▸ **Aim of the task**: Nothing but the lines from the one containing "pub fn resolve_root(&self)" to the end of the data should be returned, each exactly as written.
(Information begins)
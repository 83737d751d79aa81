use clap::Parser;
use sbicalc::{Args, execute, init_logging};

fn main() -> color_eyre::Result<()> {
    color_eyre::install()?;

    let args = Args::parse();

    init_logging(&args.log_level)?;

    let mut stdout = std::io::stdout().lock();
    execute(&args, &mut stdout)?;

    tracing::debug!("Command finished");
    Ok(())
}
use diesel::prelude::*;
use dto::member_record::MemberRecord;

/// One row of the lookup join, in the column order of the historical query:
/// the status label, the client columns, then the category label.
#[derive(Queryable, Debug)]
pub(crate) struct MemberRow {
    status: String,
    document_number: String,
    client_id: String,
    full_name: String,
    category: String,
}

impl From<MemberRow> for MemberRecord {
    fn from(value: MemberRow) -> Self {
        MemberRecord::new(
            vec![value.status, value.category],
            value.document_number,
            value.client_id,
            value.full_name,
        )
    }
}
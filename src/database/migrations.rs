use crate::database::error::DatabaseError;
use diesel::sqlite::Sqlite;
use diesel_migrations::{EmbeddedMigrations, MigrationHarness, embed_migrations};

pub const MIGRATIONS: EmbeddedMigrations = embed_migrations!("migrations");

pub(crate) fn run_migrations(
    connection: &mut impl MigrationHarness<Sqlite>,
) -> Result<(), DatabaseError> {
    connection.run_pending_migrations(MIGRATIONS)?;

    Ok(())
}
use super::Result;
use crate::database::model::member_row::MemberRow;
use crate::database::schema::{categoria_cliente, cliente, estado_cliente};
use diesel::prelude::*;
use dto::member_record::MemberRecord;

/// Retrieve every client whose document number matches exactly, along with
/// its status and category labels.
///
/// The join can in theory yield several rows for one document number; they
/// are all returned and callers decide what to do with the surplus.
pub fn find_by_document_number(
    connection: &mut SqliteConnection,
    document_number: &str,
) -> Result<Vec<MemberRecord>> {
    let rows = cliente::table
        .inner_join(estado_cliente::table)
        .inner_join(categoria_cliente::table)
        .filter(cliente::numero_documento.eq(document_number))
        .select((
            estado_cliente::descripcion,
            cliente::numero_documento,
            cliente::id_cliente,
            cliente::razon_social,
            categoria_cliente::descripcion,
        ))
        .load::<MemberRow>(connection)?;

    Ok(rows.into_iter().map(MemberRecord::from).collect())
}
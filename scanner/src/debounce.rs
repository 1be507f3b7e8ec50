use std::time::{Duration, Instant};

/// How long a scan keeps the gate locked before a new one is accepted.
pub const DEFAULT_LOCK_WINDOW: Duration = Duration::from_secs(1);

#[derive(Debug, PartialEq, Eq, Clone, Copy)]
enum DebounceState {
    Armed,
    Locked { since: Instant },
}

/// Gate ensuring one physical scan gesture triggers at most one lookup.
///
/// A gesture in front of the camera produces a burst of identical frame
/// events; the first one locks the gate and the rest are dropped until the
/// lock window elapses or the host re-arms the gate explicitly (unlock
/// timer fired, app back in the foreground).
///
/// Time is passed in by the caller so hosts and tests control the clock.
#[derive(Debug)]
pub struct ScanDebouncer {
    state: DebounceState,
    window: Duration,
}

impl ScanDebouncer {
    pub fn new() -> Self {
        Self::with_window(DEFAULT_LOCK_WINDOW)
    }

    pub fn with_window(window: Duration) -> Self {
        Self {
            state: DebounceState::Armed,
            window,
        }
    }

    /// Scan-detected event. Returns whether the caller now owns the gate and
    /// may trigger a lookup. A lock older than the window is treated as
    /// expired, so a host without its own unlock timer still re-arms.
    pub fn try_lock(&mut self, now: Instant) -> bool {
        match self.state {
            DebounceState::Armed => {
                self.state = DebounceState::Locked { since: now };
                true
            }
            DebounceState::Locked { since } if now.duration_since(since) >= self.window => {
                self.state = DebounceState::Locked { since: now };
                true
            }
            DebounceState::Locked { .. } => false,
        }
    }

    /// Timeout-elapsed or app-foregrounded event: re-arm immediately.
    pub fn unlock(&mut self) {
        self.state = DebounceState::Armed;
    }

    pub fn is_locked(&self) -> bool {
        matches!(self.state, DebounceState::Locked { .. })
    }
}

impl Default for ScanDebouncer {
    fn default() -> Self {
        Self::new()
    }
}
use derive_getters::Getters;
use serde::{Deserialize, Serialize};

/// Body of a 400 or 500 answer from the lookup route.
#[derive(Debug, Serialize, Deserialize, Getters, PartialEq, Eq, Clone)]
pub struct ErrorResponse {
    success: bool,
    error: String,
}

impl ErrorResponse {
    pub fn new(error: String) -> Self {
        Self {
            success: false,
            error,
        }
    }
}

#[cfg(test)]
mod tests {
    use super::*;

    #[test]
    fn should_serialize_as_failure() {
        let response = ErrorResponse::new("Falta el parámetro documento".to_owned());

        let json = serde_json::to_value(&response).unwrap();

        assert_eq!(false, json["success"]);
        assert_eq!("Falta el parámetro documento", json["error"]);
    }
}
use crate::database::DbPool;
use crate::tools::env_args::retrieve_arg_value;
use crate::web::api::clients_controller;
use rocket::{Build, Rocket};

const PORT_ENV_ARG: &str = "--port";
const DEFAULT_PORT: i32 = 8000;

pub fn build_server(pool: DbPool) -> Rocket<Build> {
    rocket::build()
        .configure(rocket::Config::figment().merge(("port", get_port())))
        .manage(pool)
        .mount(
            "/",
            routes![
                clients_controller::obtain_client,
                clients_controller::obtain_client_without_document,
            ],
        )
}

fn get_port() -> i32 {
    retrieve_arg_value(PORT_ENV_ARG)
        .map(|port| port.parse::<i32>().ok())
        .unwrap_or(None)
        .unwrap_or(DEFAULT_PORT)
}
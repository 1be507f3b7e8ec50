use crate::database::error::DatabaseError;

pub mod client;

type Result<T, E = DatabaseError> = std::result::Result<T, E>;
use thiserror::Error;

pub type Result<T, E = ScanError> = std::result::Result<T, E>;

#[derive(Debug, Error, PartialEq, Eq, Clone)]
pub enum ScanError {
    #[error("The API_URL environment variable is missing.")]
    MissingApiUrl,
    #[error("HTTP client couldn't be created.")]
    CantCreateClient,
    #[error("The connection to the lookup service failed.")]
    ConnectionFailed,
    #[error("The lookup service rejected the request [status: {0}].")]
    Rejected(u16),
    #[error("The lookup service answered with a body that can't be read.")]
    MalformedResponse,
}
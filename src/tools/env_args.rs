#[cfg(test)]
use std::cell::RefCell;
#[cfg(not(test))]
use std::env;

/// Retrieve the value associated to an `--arg=value` style process argument.
///
/// /!\ As this works on global state, a function using `retrieve_arg_value`
/// could be tricky to test. To do so, wrap your test with
/// `with_env_args(args, fn)`, which is only available in a test context.
pub fn retrieve_arg_value(arg_name: &str) -> Option<String> {
    let arg_prefix = format!("{arg_name}=");
    get_env_args()
        .into_iter()
        .find(|arg| arg.starts_with(&arg_prefix))
        .and_then(|arg| arg.split_once('=').map(|(_, value)| value.to_owned()))
}

#[cfg(not(test))]
fn get_env_args() -> Vec<String> {
    env::args().collect()
}

#[cfg(test)]
fn get_env_args() -> Vec<String> {
    ENV_ARGS.with(|vec| vec.clone().into_inner())
}

#[cfg(test)]
thread_local! {
    /// A mutable `Vec<String>` to host env args for tests.
    /// When a test is run with `with_env_args`,
    /// the inner `Vec` is set to whatever param is passed.
    /// It is then reset to its previous state.
    static ENV_ARGS: RefCell<Vec<String>> = const { RefCell::new(vec![]) };
}

#[cfg(test)]
pub fn with_env_args<F, T>(mut args: Vec<String>, function: F) -> T
where
    F: FnOnce() -> T,
{
    ENV_ARGS.with(|refcell| {
        let global_env_args = std::env::args().collect::<Vec<String>>();
        args.extend_from_slice(&global_env_args);
        let old_value = refcell.replace(args);
        let result = function();
        refcell.replace(old_value);
        result
    })
}
use crate::database::dao;
use crate::database::DbPool;
use dto::error_response::ErrorResponse;
use dto::lookup_response::LookupResponse;
use log::error;
use rocket::State;
use rocket::http::Status;
use rocket::serde::json::Json;

const MISSING_DOCUMENT_ERROR: &str = "Falta el parámetro documento";

/// Look a club member up by document number.
///
/// Answers every row of the clients/status/category join matching the
/// document exactly; an unknown document number is a successful answer with
/// an empty `data`.
#[get("/obtener-cliente/<document_number>")]
pub async fn obtain_client(
    pool: &State<DbPool>,
    document_number: &str,
) -> Result<Json<LookupResponse>, (Status, Json<ErrorResponse>)> {
    let mut connection = pool.get().map_err(|error| {
        error!("Can't get a connection from the pool\n{error:#?}");
        internal_error(error.to_string())
    })?;

    let records = dao::client::find_by_document_number(&mut connection, document_number)
        .map_err(|error| {
            error!("Lookup query failed [document: {document_number}]\n{error:#?}");
            internal_error(error.to_string())
        })?;

    Ok(Json(LookupResponse::new(true, records)))
}

/// The historical API answers 400, not 404, when the document number is left
/// out of the path.
#[get("/obtener-cliente")]
pub async fn obtain_client_without_document() -> (Status, Json<ErrorResponse>) {
    (
        Status::BadRequest,
        Json(ErrorResponse::new(MISSING_DOCUMENT_ERROR.to_owned())),
    )
}

fn internal_error(message: String) -> (Status, Json<ErrorResponse>) {
    (Status::InternalServerError, Json(ErrorResponse::new(message)))
}
use crate::database::error::DatabaseError;
use crate::database::error::DatabaseError::{ConnectionFailed, MissingDatabaseUrl};
use crate::database::migrations::run_migrations;
use crate::tools::env_args::retrieve_arg_value;
use crate::tools::log_error_and_return;
use diesel::r2d2::{ConnectionManager, Pool};
use diesel::{Connection, SqliteConnection};
use std::env;

pub mod dao;
pub(crate) mod error;
mod migrations;
mod model;
mod schema;

const DATABASE_URL_ARG: &str = "--database-url";
const DATABASE_URL_ENV_VAR: &str = "DATABASE_URL";

pub type DbPool = Pool<ConnectionManager<SqliteConnection>>;

/// Build the process-wide connection pool and bring the schema up to date.
/// Called once at startup; a database that can't be reached here aborts the
/// server.
pub fn init_pool() -> Result<DbPool, DatabaseError> {
    let database_url = get_database_url()?;

    let mut connection = SqliteConnection::establish(&database_url)
        .map_err(log_error_and_return(ConnectionFailed))?;
    run_migrations(&mut connection)?;

    Pool::builder()
        .build(ConnectionManager::new(database_url))
        .map_err(log_error_and_return(ConnectionFailed))
}

fn get_database_url() -> Result<String, DatabaseError> {
    retrieve_arg_value(DATABASE_URL_ARG)
        .or_else(|| env::var(DATABASE_URL_ENV_VAR).ok())
        .ok_or(MissingDatabaseUrl)
}

#[cfg(test)]
pub fn with_temp_database<F, T>(test: F) -> T
where
    F: FnOnce(DbPool) -> T,
{
    use crate::tools::env_args::with_env_args;
    use crate::tools::test::tests::temp_dir;

    let database_url = temp_dir().join("database.db").to_str().unwrap().to_owned();
    with_env_args(vec![format!("{DATABASE_URL_ARG}={database_url}")], || {
        let pool = init_pool().unwrap();
        test(pool)
    })
}
mod database;
mod tools;
mod web;

#[macro_use]
extern crate rocket;

use log::error;

#[launch]
fn rocket() -> _ {
    env_logger::init();

    let pool = match database::init_pool() {
        Ok(pool) => pool,
        Err(error) => {
            error!("{error:#?}");
            panic!("Initialization failed, aborting.");
        }
    };

    web::build_server(pool)
}
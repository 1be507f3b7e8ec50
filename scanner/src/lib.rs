//! Client-side logic of the member-card QR flow: payload parsing, scan
//! debouncing and the lookup round trip.
//!
//! The camera, the permission prompts and the rendering shell live in the
//! host application, which feeds decoded frames and lifecycle events into
//! this crate through [`controller::ScanController`], or through the
//! lower-level [`session::ScanSession`] and [`lookup::LookupClient`] when it
//! needs to schedule the fetch itself.

pub mod controller;
pub mod debounce;
pub mod error;
pub mod lookup;
pub mod parser;
pub mod session;
mod tools;
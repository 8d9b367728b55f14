//! File Explorer preview view model

use crate::ipc::{DeliveryStatus, IpcSender};
use crate::modules::power_preview::{PowerPreviewProperties, PreviewFlag};
use crate::repository::SettingsRepository;
use crate::storage::StorageError;
use crate::view_model::SettingsViewModel;
use std::sync::Arc;

/// View model for the File Explorer preview toggles
pub struct PowerPreviewViewModel {
    inner: SettingsViewModel<PowerPreviewProperties>,
}

impl PowerPreviewViewModel {
    pub fn new(
        repository: &SettingsRepository<PowerPreviewProperties>,
        sender: Arc<dyn IpcSender>,
    ) -> Result<Self, StorageError> {
        Ok(Self {
            inner: SettingsViewModel::new(repository, sender)?,
        })
    }

    pub fn flag(&self, flag: PreviewFlag) -> bool {
        self.inner.read(|props| props.get(flag))
    }

    pub fn set_flag(&self, flag: PreviewFlag, value: bool) -> DeliveryStatus {
        tracing::debug!("Setting {} to {}", flag, value);
        self.inner.update(|props| props.set(flag, value))
    }

    pub fn md_render_enabled(&self) -> bool {
        self.flag(PreviewFlag::MdPreview)
    }

    pub fn set_md_render_enabled(&self, value: bool) -> DeliveryStatus {
        self.set_flag(PreviewFlag::MdPreview, value)
    }

    pub fn svg_render_enabled(&self) -> bool {
        self.flag(PreviewFlag::SvgPreview)
    }

    pub fn set_svg_render_enabled(&self, value: bool) -> DeliveryStatus {
        self.set_flag(PreviewFlag::SvgPreview, value)
    }

    pub fn svg_thumbnail_enabled(&self) -> bool {
        self.flag(PreviewFlag::SvgThumbnail)
    }

    pub fn set_svg_thumbnail_enabled(&self, value: bool) -> DeliveryStatus {
        self.set_flag(PreviewFlag::SvgThumbnail, value)
    }

    pub fn properties(&self) -> PowerPreviewProperties {
        self.inner.snapshot()
    }
}
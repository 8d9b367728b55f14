//! Tracing subscriber setup

use tracing_subscriber::EnvFilter;

/// Install a fmt subscriber filtered by `RUST_LOG` (default `info`).
///
/// Safe to call more than once; later calls are ignored.
pub fn init_tracing() {
    let filter = EnvFilter::try_from_default_env().unwrap_or_else(|_| EnvFilter::new("info"));

    if tracing_subscriber::fmt()
        .with_env_filter(filter)
        .with_target(false)
        .try_init()
        .is_err()
    {
        tracing::trace!("Tracing subscriber already installed");
    }
}

#[cfg(test)]
mod tests {
    use super::*;

    #[test]
    fn test_init_is_idempotent() {
        init_tracing();
        init_tracing();
        tracing::info!("subscriber installed");
    }
}
//! Configuration types
//!
//! Where the settings tree lives and how module documents are named.

use crate::storage::{get_data_dir, StorageError};
use serde::{Deserialize, Serialize};
use std::path::PathBuf;

/// Environment variable overriding the settings root directory
pub const ROOT_ENV_VAR: &str = "SETTINGS_SYNC_DIR";

/// Default file name of a module settings document
pub const DEFAULT_FILE_NAME: &str = "settings.json";

/// Store configuration
#[derive(Debug, Clone, PartialEq, Eq, Serialize, Deserialize)]
pub struct StoreConfig {
    /// Root of the settings tree (None = environment or platform data dir)
    #[serde(default)]
    pub root: Option<PathBuf>,
    /// File name of each module's document inside its directory
    #[serde(default = "default_file_name")]
    pub file_name: String,
}

fn default_file_name() -> String {
    DEFAULT_FILE_NAME.to_string()
}

impl Default for StoreConfig {
    fn default() -> Self {
        Self {
            root: None,
            file_name: default_file_name(),
        }
    }
}

impl StoreConfig {
    /// Config rooted at an explicit directory
    pub fn with_root(root: impl Into<PathBuf>) -> Self {
        Self {
            root: Some(root.into()),
            ..Self::default()
        }
    }

    /// Resolve the root directory.
    ///
    /// Explicit root first, then `SETTINGS_SYNC_DIR`, then the platform data dir.
    pub fn resolve_root(&self) -> Result<PathBuf, StorageError> {
        if let Some(root) = &self.root {
            return Ok(root.clone());
        }

        match std::env::var(ROOT_ENV_VAR) {
            Ok(dir) if !dir.trim().is_empty() => Ok(PathBuf::from(dir)),
            _ => get_data_dir(),
        }
    }
}
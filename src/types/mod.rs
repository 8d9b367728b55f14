//! Shared type definitions
//!
//! Settings documents, notification messages and store configuration.

pub mod config;
pub mod message;
pub mod settings;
(Information ends)
▸ **Output of the exercise**:
    pub fn resolve_root(&self) -> Result<PathBuf, StorageError> {
        if let Some(root) = &self.root {
            return Ok(root.clone());
        }

        match std::env::var(ROOT_ENV_VAR) {
            Ok(dir) if !dir.trim().is_empty() => Ok(PathBuf::from(dir)),
            _ => get_data_dir(),
        }
    }
}
filename src/types/mod.rs
repository 8d9b367728b55f14
//! Shared type definitions
//!
//! Settings documents, notification messages and store configuration.

pub mod config;
pub mod message;
pub mod settings;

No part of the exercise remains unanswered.